**EXERCISE INPUTS**
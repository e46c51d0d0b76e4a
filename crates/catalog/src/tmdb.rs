//! HTTP gateway to TMDB's `search/movie` endpoint.

use std::fmt;

use async_trait::async_trait;
use reqwest::header::{ACCEPT, AUTHORIZATION};
use reqwest::{Client, StatusCode};
use serde::Deserialize;

use crate::error::CatalogError;
use crate::movie::MoviePage;
use crate::request::SearchRequest;
use crate::source::MovieSource;

/// Public TMDB API root.
pub const DEFAULT_BASE_URL: &str = "https://api.themoviedb.org/3";

const SEARCH_PATH: &str = "/search/movie";

/// Connection settings for [`TmdbClient`].
#[derive(Clone)]
pub struct TmdbConfig {
	pub base_url: String,
	pub token: Option<String>,
}

impl TmdbConfig {
	pub fn new(token: Option<String>) -> Self {
		Self {
			base_url: DEFAULT_BASE_URL.to_string(),
			token,
		}
	}

	pub fn with_base_url(mut self, base_url: impl Into<String>) -> Self {
		self.base_url = base_url.into();
		self
	}
}

impl fmt::Debug for TmdbConfig {
	fn fmt(&self, f: &mut fmt::Formatter<'_>) -> fmt::Result {
		f.debug_struct("TmdbConfig")
			.field("base_url", &self.base_url)
			.field("token", &self.token.as_ref().map(|_| "<redacted>"))
			.finish()
	}
}

/// Body TMDB sends alongside error statuses.
#[derive(Debug, Deserialize)]
struct ErrorBody {
	status_message: Option<String>,
}

/// Movie search client authenticated with a TMDB v4 bearer token.
#[derive(Clone)]
pub struct TmdbClient {
	http: Client,
	endpoint: String,
	token: String,
}

impl TmdbClient {
	/// Build a client, failing fast when no usable token is configured.
	pub fn new(config: TmdbConfig) -> Result<Self, CatalogError> {
		let token = config
			.token
			.map(|token| token.trim().to_string())
			.filter(|token| !token.is_empty())
			.ok_or(CatalogError::MissingToken)?;
		let endpoint = format!("{}{SEARCH_PATH}", config.base_url.trim_end_matches('/'));
		let http = Client::builder().build().map_err(CatalogError::Transport)?;

		Ok(Self {
			http,
			endpoint,
			token,
		})
	}

	#[must_use]
	pub fn endpoint(&self) -> &str {
		&self.endpoint
	}
}

impl fmt::Debug for TmdbClient {
	fn fmt(&self, f: &mut fmt::Formatter<'_>) -> fmt::Result {
		f.debug_struct("TmdbClient")
			.field("endpoint", &self.endpoint)
			.finish_non_exhaustive()
	}
}

#[async_trait]
impl MovieSource for TmdbClient {
	async fn search(&self, request: &SearchRequest) -> Result<MoviePage, CatalogError> {
		tracing::debug!(query = %request.query, page = request.page.get(), "searching catalogue");

		let response = self
			.http
			.get(&self.endpoint)
			.query(&request.params()[..])
			.header(AUTHORIZATION, format!("Bearer {}", self.token))
			.header(ACCEPT, "application/json")
			.send()
			.await
			.map_err(CatalogError::Transport)?;

		let status = response.status();
		let body = response.bytes().await.map_err(CatalogError::Transport)?;

		if !status.is_success() {
			let message = status_message(status, &body);
			tracing::warn!(status = status.as_u16(), ?message, "catalogue rejected search");
			return Err(CatalogError::Status {
				status: status.as_u16(),
				message,
			});
		}

		let page: MoviePage = serde_json::from_slice(&body).map_err(CatalogError::Decode)?;
		tracing::debug!(
			results = page.len(),
			total_pages = page.total_pages,
			"catalogue search completed"
		);
		Ok(page)
	}
}

fn status_message(status: StatusCode, body: &[u8]) -> Option<String> {
	serde_json::from_slice::<ErrorBody>(body)
		.ok()
		.and_then(|body| body.status_message)
		.or_else(|| status.canonical_reason().map(str::to_string))
}

#[cfg(test)]
mod tests {
	use super::*;

	#[test]
	fn missing_or_blank_token_is_a_configuration_error() {
		assert!(matches!(
			TmdbClient::new(TmdbConfig::new(None)),
			Err(CatalogError::MissingToken)
		));
		assert!(matches!(
			TmdbClient::new(TmdbConfig::new(Some("  ".into()))),
			Err(CatalogError::MissingToken)
		));
	}

	#[test]
	fn token_present_builds_a_client() {
		let client = TmdbClient::new(TmdbConfig::new(Some("token".into())));
		assert!(client.is_ok(), "unexpected error: {:?}", client.err());
	}

	#[test]
	fn endpoint_joins_base_url_without_double_slash() {
		let client = TmdbClient::new(
			TmdbConfig::new(Some("token".into())).with_base_url("http://localhost:9000/3/"),
		)
		.expect("client");
		assert_eq!(client.endpoint(), "http://localhost:9000/3/search/movie");
	}

	#[test]
	fn debug_output_never_contains_the_token() {
		let config = TmdbConfig::new(Some("super-secret".into()));
		let rendered = format!("{config:?}");
		assert!(!rendered.contains("super-secret"));
		assert!(rendered.contains("<redacted>"));
	}

	#[test]
	fn status_message_prefers_tmdb_body() {
		let body = br#"{"status_code":7,"status_message":"Invalid API key: You must be granted a valid key."}"#;
		assert_eq!(
			status_message(StatusCode::UNAUTHORIZED, body).as_deref(),
			Some("Invalid API key: You must be granted a valid key.")
		);
		assert_eq!(
			status_message(StatusCode::BAD_GATEWAY, b"<html>").as_deref(),
			Some("Bad Gateway")
		);
	}
}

**EXERCISE DIRECTIONS**
Set the entries down again exactly, beginning with their first line and ending with the line that contains "use serde::Deserialize;"; omit all other lines.

**REPLY TO THE TASK**
repository e46c51d0d0b76e4a
filename crates/catalog/src/tmdb.rs
//! HTTP gateway to TMDB's `search/movie` endpoint.

use std::fmt;

use async_trait::async_trait;
use reqwest::header::{ACCEPT, AUTHORIZATION};
use reqwest::{Client, StatusCode};
use serde::Deserialize;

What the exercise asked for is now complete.